27. The apparatus of claim 26, wherein the multi-channel decoder
comprises a memory which stores 3D information commonly used to
generate an audio signal with the 3D effects.
28. The apparatus of claim 27, wherein the 3D information stored in
the memory is updated with the channel-based 3D information.
29. The apparatus of claim 26, wherein the index data is included
in mixing control data which is used to render the object audio
signal.
30. The apparatus of claim 26, wherein the channel-based parameter
information and the channel-based 3D information comprise index
information for synchronizing the channel-based parameter
information with the channel-based 3D information.
31. A method of encoding an audio signal, comprising: generating a
down-mix signal by down-mixing an object audio signal; extracting
information regarding the object audio signal and generating
object-based parameter information based on the extracted
information; and inserting index data into the object-based
parameter information, the index data being necessary for searching
for 3D information which is used to create 3D effects for the
object audio signal.
32. The method of claim 31, further comprising generating a
bitstream by combining the object-based down-mix signal and the
object-based parameter information with the index data inserted
thereinto.
33. The method of claim 31, wherein the 3D information is HRTF
information.
34. A computer-readable recording medium having recorded thereon a
program for executing the method of any one of claims 1 through
7.
35. A computer-readable recording medium having recorded thereon a
program for executing the method of any one of claims 1 through 7.
Description
TECHNICAL FIELD
[0001] The present invention relates to methods and apparatuses for
encoding and decoding an audio signal, and more particularly, to
methods and apparatuses for encoding and decoding an audio signal
which can localize a sound image in a desired spatial location for
each object audio signal.
BACKGROUND ART
[0002] In general, in a typical object-based audio encoding method,
an object encoder generates a down-mix signal by down-mixing a
plurality of object audio signals and generates parameter
information including a plurality of pieces of information
extracted from the object audio signals. In a typical object-based
audio decoding method, an object decoder restores a plurality of
object audio signals by decoding a received down-mix signal using
object-based parameter information, and a renderer synthesizes the
object audio signals into a 2-channel signal or a multi-channel
signal using control data, which is necessary for designating the
positions of the restored object audio signals.
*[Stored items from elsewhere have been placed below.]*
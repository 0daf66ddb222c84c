use reqwest::{Client, Url};

use crate::{
    error::ServiceError,
    http,
    types::{SearchResponse, TrackInfo},
    utils,
};

/// Searches Deezer for a track and returns the first match.
///
/// Sends an anonymous `GET {search_url}?q={query}`. The provider's ordering is
/// taken as-is: the first element of `data` is the match.
///
/// # Errors
///
/// - [`ServiceError::BadRequest`] for an empty query, before any request
/// - [`ServiceError::RequestConstruction`] if the search URL is invalid
/// - [`ServiceError::UpstreamRequest`] on transport failure
/// - [`ServiceError::UpstreamStatus`] for a non-success status
/// - [`ServiceError::MalformedResponse`] if the payload has no `data` sequence
/// - [`ServiceError::NoResults`] if `data` is empty
///
/// # Example
///
/// ```
/// let track = search_track(&client, "https://api.deezer.com/search", "daft punk one more time").await?;
/// println!("{} - {}", track.artist_name, track.title);
/// ```
pub async fn search_track(
    client: &Client,
    search_url: &str,
    query: &str,
) -> Result<TrackInfo, ServiceError> {
    let query = query.trim();
    if query.is_empty() {
        return Err(ServiceError::BadRequest(
            "search query must not be empty".to_string(),
        ));
    }

    let mut url = Url::parse(search_url)
        .map_err(|e| ServiceError::RequestConstruction(format!("{search_url:?}: {e}")))?;
    url.query_pairs_mut().append_pair("q", query);

    let response = client.get(url).send().await?;
    let results: SearchResponse = http::read_json(response).await?;

    utils::first_track_info(&results.data).ok_or_else(|| ServiceError::NoResults(query.to_string()))
}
[0003] However, the control data is simply inter-level information,
and there is a clear limitation in creating 3D effects by
performing sound image localization simply using level
information.
DISCLOSURE OF INVENTION
Technical Problem
[0004] The present invention provides methods and apparatuses for
encoding and decoding an audio signal which can localize a sound
image in a desired spatial location for each object audio
signal.
Technical Solution
[0005] According to an aspect of the present invention, there is
provided a method of decoding an audio signal. The method includes
extracting a down-mix signal and object-based parameter information
from an input audio signal, generating an object-audio signal using
the down-mix signal and the object-based parameter information, and
generating an object audio signal with three-dimensional (3D)
effects by applying 3D information to the object audio signal.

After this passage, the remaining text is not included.